I’ll respond a bit to this post and a bit to the Project Gutenberg question of compacting files.

As already mentioned, the main issue is cost / GiB, not size per se. And maybe it will only be an issue while using ETH. But that’ll probably be for some time. Anyway..

Cost effectiveness

Self encryption in itself is allright for cost / GiB when:

  • file size is as close as possible (less than or equal) to 12 MiB, or larger than 12 MiB and a whole multiple of 4 MiB, i.e. that the final chunk is as large as possible (I may have missed something here, please correct me if so)

  • data is not likely to change

The larger the file, the less noticeable the inefficiencies caused by pricing per chunk instead of by size.

Packing

There are different reasons for packing:

  • minimize one time storage cost / [size-unit]
  • minimize cost per changed [size-unit]

If you know that your avg file size is quite low, and that there is large amount of data to add, then packing makes sense. Even more so if you know that your data is likely to change, but you do not want to keep it in mutable containers.

Who needs packing

Users who don’t upload large amounts of data won’t notice much difference. Users who upload mostly large files won’t notice a difference.
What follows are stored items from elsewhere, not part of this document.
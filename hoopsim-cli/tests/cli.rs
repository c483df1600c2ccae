use std::process::Command;

fn temp_path(label: &str) -> std::path::PathBuf {
    std::env::temp_dir().join(format!(
        "hoopsim-cli-{label}-{}",
        std::time::SystemTime::now()
            .duration_since(std::time::UNIX_EPOCH)
            .unwrap_or_default()
            .as_nanos()
    ))
}

#[test]
fn cli_writes_json_report() {
    let exe = env!("CARGO_BIN_EXE_hoopsim");
    let output_path = temp_path("json");
    let status = Command::new(exe)
        .args(["--seed", "42", "--report", "json", "--output"])
        .arg(&output_path)
        .status()
        .expect("run cli");
    assert!(status.success());
    let content = std::fs::read_to_string(&output_path).expect("read output");
    let value: serde_json::Value = serde_json::from_str(&content).expect("json report");
    assert_eq!(value["seed"], 42);
    assert!(value["play_by_play"].as_array().is_some_and(|entries| !entries.is_empty()));
    let _ = std::fs::remove_file(output_path);
}

#[test]
fn cli_same_seed_same_report() {
    let exe = env!("CARGO_BIN_EXE_hoopsim");
    let run = || {
        Command::new(exe)
            .args(["--seed", "9", "--report", "json"])
            .output()
            .expect("run cli")
    };
    let first = run();
    let second = run();
    assert!(first.status.success());
    assert_eq!(first.stdout, second.stdout);
}

#[test]
fn cli_console_report_shows_box_score() {
    let exe = env!("CARGO_BIN_EXE_hoopsim");
    let output = Command::new(exe)
        .args(["--seed", "3", "--verbose"])
        .env("NO_COLOR", "1")
        .output()
        .expect("run cli");
    assert!(output.status.success());
    let stdout = String::from_utf8_lossy(&output.stdout);
    assert!(stdout.contains("HoopSim"));
    assert!(stdout.contains("PLAYER"));
    assert!(stdout.contains("Play-by-play"));
}

#[test]
fn cli_rejects_bad_team_file() {
    let exe = env!("CARGO_BIN_EXE_hoopsim");
    let team_path = temp_path("bad-team");
    std::fs::write(&team_path, r#"{ "name": "Empty", "roster": [] }"#).expect("write team");
    let output = Command::new(exe)
        .arg("--home")
        .arg(&team_path)
        .output()
        .expect("run cli");
    assert!(!output.status.success());
    let stderr = String::from_utf8_lossy(&output.stderr);
    assert!(stderr.contains("invalid team file"), "{stderr}");
    let _ = std::fs::remove_file(team_path);
}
Two groups stand out (and they overlap):

  • users who upload large amounts of small files
  • users who frequently change portions of large amounts of data

I don’t think the technical side, in terms of user friendliness, is a hinder. The first ideas may be less intuitive, ergonomic etc., and not included in the client released with the network, but eventually it will be just as accessible as anything else. Self encryption is a sort of packing protocol itself, and isn’t exactly a simple concept, but behind a simple api that isn’t a hinder to usage.

Packing types

I’ll describe just shortly what Ryyn does, maybe you can get some ideas from it @zettawatt.
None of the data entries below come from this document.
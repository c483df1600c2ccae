//! Explainability telemetry for possession resolution.
//!
//! Resolvers return trace fragments; the possession orchestrator appends them
//! in resolution order so a transcript explains every roll that shaped it.
use serde::{Deserialize, Serialize};

/// Weighted selection record (shot type, defender, rebounder, ...).
#[derive(Debug, Clone, PartialEq, Serialize, Deserialize)]
pub struct DecisionTrace {
    /// Identifier for the selection pool (e.g., `shot.type`).
    pub pool_id: String,
    /// Uniform draw in `[0, 1)` used to select from the pool.
    pub roll: f64,
    pub candidates: Vec<WeightedCandidate>,
    pub chosen_id: String,
}

/// Candidate weight telemetry captured during selection.
#[derive(Debug, Clone, PartialEq, Serialize, Deserialize)]
pub struct WeightedCandidate {
    pub id: String,
    pub base_weight: f64,
    /// Additive adjustments applied in order.
    #[serde(default, skip_serializing_if = "Vec::is_empty")]
    pub adjustments: Vec<WeightFactor>,
    pub final_weight: f64,
}

impl WeightedCandidate {
    #[must_use]
    pub fn plain(id: impl Into<String>, weight: f64) -> Self {
        Self {
            id: id.into(),
            base_weight: weight,
            adjustments: Vec::new(),
            final_weight: weight,
        }
    }
}

/// Single weight adjustment used in a selection trace.
#[derive(Debug, Clone, PartialEq, Serialize, Deserialize)]
pub struct WeightFactor {
    pub label: String,
    pub value: f64,
}

impl WeightFactor {
    #[must_use]
    pub fn new(label: impl Into<String>, value: f64) -> Self {
        Self {
            label: label.into(),
            value,
        }
    }
}

/// One line of a possession trace.
#[derive(Debug, Clone, PartialEq, Serialize, Deserialize)]
#[serde(tag = "type", rename_all = "snake_case")]
pub enum TraceEntry {
    Decision(DecisionTrace),
    /// Binary outcome roll against a final probability.
    Probability {
        label: String,
        probability: f64,
        roll: f64,
        success: bool,
    },
    /// A numeric edge case fell back to a neutral default.
    Fallback { reason: String },
    Note { text: String },
}

/// Append-only trace for one possession.
#[derive(Debug, Clone, Default, PartialEq, Serialize, Deserialize)]
#[serde(transparent)]
pub struct PossessionTrace {
    entries: Vec<TraceEntry>,
}

impl PossessionTrace {
    #[must_use]
    pub const fn new() -> Self {
        Self {
            entries: Vec::new(),
        }
    }

    pub fn push(&mut self, entry: TraceEntry) {
        self.entries.push(entry);
    }

    pub fn extend(&mut self, fragment: impl IntoIterator<Item = TraceEntry>) {
        self.entries.extend(fragment);
    }

    pub fn note(&mut self, text: impl Into<String>) {
        self.entries.push(TraceEntry::Note { text: text.into() });
    }

    pub fn fallback(&mut self, reason: impl Into<String>) {
        let reason = reason.into();
        log::warn!("fallback: {reason}");
        self.entries.push(TraceEntry::Fallback { reason });
    }

    #[must_use]
    pub fn entries(&self) -> &[TraceEntry] {
        &self.entries
    }

    #[must_use]
    pub fn len(&self) -> usize {
        self.entries.len()
    }

    #[must_use]
    pub fn is_empty(&self) -> bool {
        self.entries.is_empty()
    }

    /// Number of fallback entries recorded.
    #[must_use]
    pub fn fallback_count(&self) -> usize {
        self.entries
            .iter()
            .filter(|entry| matches!(entry, TraceEntry::Fallback { .. }))
            .count()
    }
}

#[cfg(test)]
mod tests {
    use super::*;

    #[test]
    fn trace_preserves_append_order() {
        let mut trace = PossessionTrace::new();
        trace.note("first");
        trace.extend([
            TraceEntry::Probability {
                label: String::from("shot.make"),
                probability: 0.5,
                roll: 0.25,
                success: true,
            },
            TraceEntry::Note {
                text: String::from("third"),
            },
        ]);
        trace.fallback("rebound.empty_pool");
        assert_eq!(trace.len(), 4);
        assert_eq!(trace.fallback_count(), 1);
        assert!(matches!(
            &trace.entries()[0],
            TraceEntry::Note { text } if text == "first"
        ));
        assert!(matches!(
            &trace.entries()[3],
            TraceEntry::Fallback { .. }
        ));
    }

    #[test]
    fn decision_trace_serializes_with_tag() {
        let entry = TraceEntry::Decision(DecisionTrace {
            pool_id: String::from("shot.type"),
            roll: 0.42,
            candidates: vec![WeightedCandidate::plain("rim", 1.0)],
            chosen_id: String::from("rim"),
        });
        let json = serde_json::to_value(&entry).expect("serialize");
        assert_eq!(json["type"], "decision");
        assert_eq!(json["chosen_id"], "rim");
        let back: TraceEntry = serde_json::from_value(json).expect("deserialize");
        assert_eq!(back, entry);
    }
}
Ryyn packing is based on FastCDC (rust impl), configured with chunk max size 4MiB (to always fit a network container), min size 64 KiB (somewhat arbitrary) and avg size 1 MiB (semi-arbitrary).
It’s very simple to use.

Just like self encryption it chunks up the files, but 1+ instead of 3+.
This is optimised for the cases where data changes, i.e. it’s not just static files.
The hashes of the chunks are kept in an index, and every time the file changes, the changed file + old hashes are passed in to the chunker, and you get back new chunks for where changes happened, and the rest will reuse the old chunks (identified by the old hashes you gave it).
That saves a lot compared to self encryption.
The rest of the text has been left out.